◆ **Task brief**: Leave every entry as it is and write the data out in full.

[Dataset entries]
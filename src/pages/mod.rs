pub mod area_detail;
pub mod compare;
pub mod dashboard;
pub mod legacy;

use chrono::{DateTime, Utc};

use crate::api::models::ModelInfo;
use crate::fetch::{FetchRequest, FetchResponse};
use crate::route::{Location, Route};

use self::area_detail::AreaDetailPage;
use self::compare::ComparePage;
use self::dashboard::DashboardPage;

/// Selects the first listed model when none is selected yet. Returns true
/// when the selection changed.
pub(crate) fn adopt_first_model(selected: &mut Option<String>, models: &[ModelInfo]) -> bool {
    if selected.is_some() {
        return false;
    }
    match models.first() {
        Some(first) => {
            *selected = Some(first.model_id.clone());
            true
        }
        None => false,
    }
}

/// The mounted page of the routed dashboard. Each variant owns its queries,
/// so dropping the page drops its polling.
#[derive(Debug)]
pub enum Page {
    Dashboard(DashboardPage),
    Compare(ComparePage),
    AreaDetail(AreaDetailPage),
    NotFound(String),
}

impl Page {
    pub fn from_location(location: Location, top_n: usize) -> Self {
        match location.route {
            Route::Dashboard => Page::Dashboard(DashboardPage::new(location.model, top_n)),
            Route::Compare => Page::Compare(ComparePage::new(top_n)),
            Route::AreaDetail { area_id } => {
                Page::AreaDetail(AreaDetailPage::new(&area_id, location.model))
            }
            Route::NotFound { path } => Page::NotFound(path),
        }
    }

    pub fn location(&self) -> Location {
        match self {
            Page::Dashboard(page) => page.location(),
            Page::Compare(_) => Location::compare(),
            Page::AreaDetail(page) => page.location(),
            Page::NotFound(path) => Location {
                route: Route::NotFound { path: path.clone() },
                model: None,
            },
        }
    }

    pub fn selected_model(&self) -> Option<&str> {
        match self {
            Page::Dashboard(page) => page.selected_model(),
            Page::AreaDetail(page) => page.selected_model(),
            Page::Compare(_) | Page::NotFound(_) => None,
        }
    }

    pub fn mount(&mut self, models: &[ModelInfo]) -> Vec<FetchRequest> {
        match self {
            Page::Dashboard(page) => page.mount(models),
            Page::Compare(page) => page.mount(),
            Page::AreaDetail(page) => page.mount(models),
            Page::NotFound(_) => Vec::new(),
        }
    }

    pub fn on_models(&mut self, models: &[ModelInfo]) -> Vec<FetchRequest> {
        match self {
            Page::Dashboard(page) => page.on_models(models),
            Page::AreaDetail(page) => page.on_models(models),
            Page::Compare(_) | Page::NotFound(_) => Vec::new(),
        }
    }

    pub fn select_model(&mut self, model_id: &str) -> Vec<FetchRequest> {
        match self {
            Page::Dashboard(page) => page.select_model(model_id),
            Page::AreaDetail(page) => page.select_model(model_id),
            Page::Compare(_) | Page::NotFound(_) => Vec::new(),
        }
    }

    pub fn tick(&mut self) -> Vec<FetchRequest> {
        match self {
            Page::Dashboard(page) => page.tick(),
            Page::Compare(page) => page.tick(),
            Page::AreaDetail(page) => page.tick(),
            Page::NotFound(_) => Vec::new(),
        }
    }

    pub fn on_response(&mut self, response: FetchResponse, now: DateTime<Utc>) {
        match self {
            Page::Dashboard(page) => page.on_response(response, now),
            Page::Compare(page) => page.on_response(response, now),
            Page::AreaDetail(page) => page.on_response(response, now),
            Page::NotFound(_) => {}
        }
    }

    pub fn select_next(&mut self) {
        match self {
            Page::Dashboard(page) => page.select_next(),
            Page::Compare(page) => page.select_next(),
            Page::AreaDetail(_) | Page::NotFound(_) => {}
        }
    }

    pub fn select_previous(&mut self) {
        match self {
            Page::Dashboard(page) => page.select_previous(),
            Page::Compare(page) => page.select_previous(),
            Page::AreaDetail(_) | Page::NotFound(_) => {}
        }
    }

    /// Where `Enter` leads from the current row, if anywhere.
    pub fn open_selected(&self) -> Option<Location> {
        match self {
            Page::Dashboard(page) => page.open_selected(),
            Page::Compare(page) => page
                .selected_area()
                .map(|area_id| Location::area(area_id, None)),
            Page::AreaDetail(_) | Page::NotFound(_) => None,
        }
    }
}

#[cfg(test)]
mod tests {
    use super::*;
    use crate::fetch::testing::model;
    use crate::fetch::Slot;

    #[test]
    fn first_model_is_adopted_once() {
        let mut selected = None;
        assert!(!adopt_first_model(&mut selected, &[]));
        assert!(adopt_first_model(&mut selected, &[model("rf"), model("xgb")]));
        assert_eq!(selected.as_deref(), Some("rf"));
        assert!(!adopt_first_model(&mut selected, &[model("xgb")]));
        assert_eq!(selected.as_deref(), Some("rf"));
    }

    #[test]
    fn pages_follow_the_location() {
        let page = Page::from_location(Location::parse("/areas/KSLC?model=rf"), 5);
        assert!(matches!(page, Page::AreaDetail(_)));
        assert_eq!(page.location().to_string(), "/areas/KSLC?model=rf");

        let page = Page::from_location(Location::parse("/nope"), 5);
        assert_eq!(page.location().to_string(), "/nope");

        let page = Page::from_location(Location::parse("/compare?model=rf"), 5);
        assert_eq!(page.location().to_string(), "/compare");
        assert_eq!(page.selected_model(), None);
    }

    #[test]
    fn compare_ignores_models() {
        let mut page = Page::from_location(Location::compare(), 5);
        let requests = page.mount(&[model("rf")]);
        assert_eq!(requests.len(), 1);
        assert_eq!(requests[0].slot, Slot::Compare);
        assert!(page.select_model("rf").is_empty());
        assert!(page.on_models(&[model("rf")]).is_empty());
    }

    #[test]
    fn not_found_is_inert() {
        let mut page = Page::from_location(Location::parse("/x/y/z"), 5);
        assert!(page.mount(&[model("rf")]).is_empty());
        assert!(page.tick().is_empty());
        assert!(page.open_selected().is_none());
    }
}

◆ **Result of the exercise**:
filename src/pages/mod.rs
pub mod area_detail;
pub mod compare;
pub mod dashboard;
pub mod legacy;

use chrono::{DateTime, Utc};

use crate::api::models::ModelInfo;
use crate::fetch::{FetchRequest, FetchResponse};
use crate::route::{Location, Route};

use self::area_detail::AreaDetailPage;
use self::compare::ComparePage;
use self::dashboard::DashboardPage;

/// Selects the first listed model when none is selected yet. Returns true
/// when the selection changed.
pub(crate) fn adopt_first_model(selected: &mut Option<String>, models: &[ModelInfo]) -> bool {
    if selected.is_some() {
        return false;
    }
    match models.first() {
        Some(first) => {
            *selected = Some(first.model_id.clone());
            true
        }
        None => false,
    }
}

/// The mounted page of the routed dashboard. Each variant owns its queries,
/// so dropping the page drops its polling.
#[derive(Debug)]
pub enum Page {
    Dashboard(DashboardPage),
    Compare(ComparePage),
    AreaDetail(AreaDetailPage),
    NotFound(String),
}

impl Page {
    pub fn from_location(location: Location, top_n: usize) -> Self {
        match location.route {
            Route::Dashboard => Page::Dashboard(DashboardPage::new(location.model, top_n)),
            Route::Compare => Page::Compare(ComparePage::new(top_n)),
            Route::AreaDetail { area_id } => {
                Page::AreaDetail(AreaDetailPage::new(&area_id, location.model))
            }
            Route::NotFound { path } => Page::NotFound(path),
        }
    }

    pub fn location(&self) -> Location {
        match self {
            Page::Dashboard(page) => page.location(),
            Page::Compare(_) => Location::compare(),
            Page::AreaDetail(page) => page.location(),
            Page::NotFound(path) => Location {
                route: Route::NotFound { path: path.clone() },
                model: None,
            },
        }
    }

    pub fn selected_model(&self) -> Option<&str> {
        match self {
            Page::Dashboard(page) => page.selected_model(),
            Page::AreaDetail(page) => page.selected_model(),
            Page::Compare(_) | Page::NotFound(_) => None,
        }
    }

    pub fn mount(&mut self, models: &[ModelInfo]) -> Vec<FetchRequest> {
        match self {
            Page::Dashboard(page) => page.mount(models),
            Page::Compare(page) => page.mount(),
            Page::AreaDetail(page) => page.mount(models),
            Page::NotFound(_) => Vec::new(),
        }
    }

    pub fn on_models(&mut self, models: &[ModelInfo]) -> Vec<FetchRequest> {
        match self {
            Page::Dashboard(page) => page.on_models(models),
            Page::AreaDetail(page) => page.on_models(models),
            Page::Compare(_) | Page::NotFound(_) => Vec::new(),
        }
    }

    pub fn select_model(&mut self, model_id: &str) -> Vec<FetchRequest> {
        match self {
            Page::Dashboard(page) => page.select_model(model_id),
            Page::AreaDetail(page) => page.select_model(model_id),
            Page::Compare(_) | Page::NotFound(_) => Vec::new(),
        }
    }

    pub fn tick(&mut self) -> Vec<FetchRequest> {
        match self {
            Page::Dashboard(page) => page.tick(),
            Page::Compare(page) => page.tick(),
            Page::AreaDetail(page) => page.tick(),
            Page::NotFound(_) => Vec::new(),
        }
    }

    pub fn on_response(&mut self, response: FetchResponse, now: DateTime<Utc>) {
        match self {
            Page::Dashboard(page) => page.on_response(response, now),
            Page::Compare(page) => page.on_response(response, now),
            Page::AreaDetail(page) => page.on_response(response, now),
            Page::NotFound(_) => {}
        }
    }

    pub fn select_next(&mut self) {
        match self {
            Page::Dashboard(page) => page.select_next(),
            Page::Compare(page) => page.select_next(),
            Page::AreaDetail(_) | Page::NotFound(_) => {}
        }
    }

    pub fn select_previous(&mut self) {
        match self {
            Page::Dashboard(page) => page.select_previous(),
            Page::Compare(page) => page.select_previous(),
            Page::AreaDetail(_) | Page::NotFound(_) => {}
        }
    }

    /// Where `Enter` leads from the current row, if anywhere.
    pub fn open_selected(&self) -> Option<Location> {
        match self {
            Page::Dashboard(page) => page.open_selected(),
            Page::Compare(page) => page
                .selected_area()
                .map(|area_id| Location::area(area_id, None)),
            Page::AreaDetail(_) | Page::NotFound(_) => None,
        }
    }
}

#[cfg(test)]
mod tests {
    use super::*;
    use crate::fetch::testing::model;
    use crate::fetch::Slot;

    #[test]
    fn first_model_is_adopted_once() {
        let mut selected = None;
        assert!(!adopt_first_model(&mut selected, &[]));
        assert!(adopt_first_model(&mut selected, &[model("rf"), model("xgb")]));
        assert_eq!(selected.as_deref(), Some("rf"));
        assert!(!adopt_first_model(&mut selected, &[model("xgb")]));
        assert_eq!(selected.as_deref(), Some("rf"));
    }

    #[test]
    fn pages_follow_the_location() {
        let page = Page::from_location(Location::parse("/areas/KSLC?model=rf"), 5);
        assert!(matches!(page, Page::AreaDetail(_)));
        assert_eq!(page.location().to_string(), "/areas/KSLC?model=rf");

        let page = Page::from_location(Location::parse("/nope"), 5);
        assert_eq!(page.location().to_string(), "/nope");

        let page = Page::from_location(Location::parse("/compare?model=rf"), 5);
        assert_eq!(page.location().to_string(), "/compare");
        assert_eq!(page.selected_model(), None);
    }

    #[test]
    fn compare_ignores_models() {
        let mut page = Page::from_location(Location::compare(), 5);
        let requests = page.mount(&[model("rf")]);
        assert_eq!(requests.len(), 1);
        assert_eq!(requests[0].slot, Slot::Compare);
        assert!(page.select_model("rf").is_empty());
        assert!(page.on_models(&[model("rf")]).is_empty());
    }

    #[test]
    fn not_found_is_inert() {
        let mut page = Page::from_location(Location::parse("/x/y/z"), 5);
        assert!(page.mount(&[model("rf")]).is_empty());
        assert!(page.tick().is_empty());
        assert!(page.open_selected().is_none());
    }
}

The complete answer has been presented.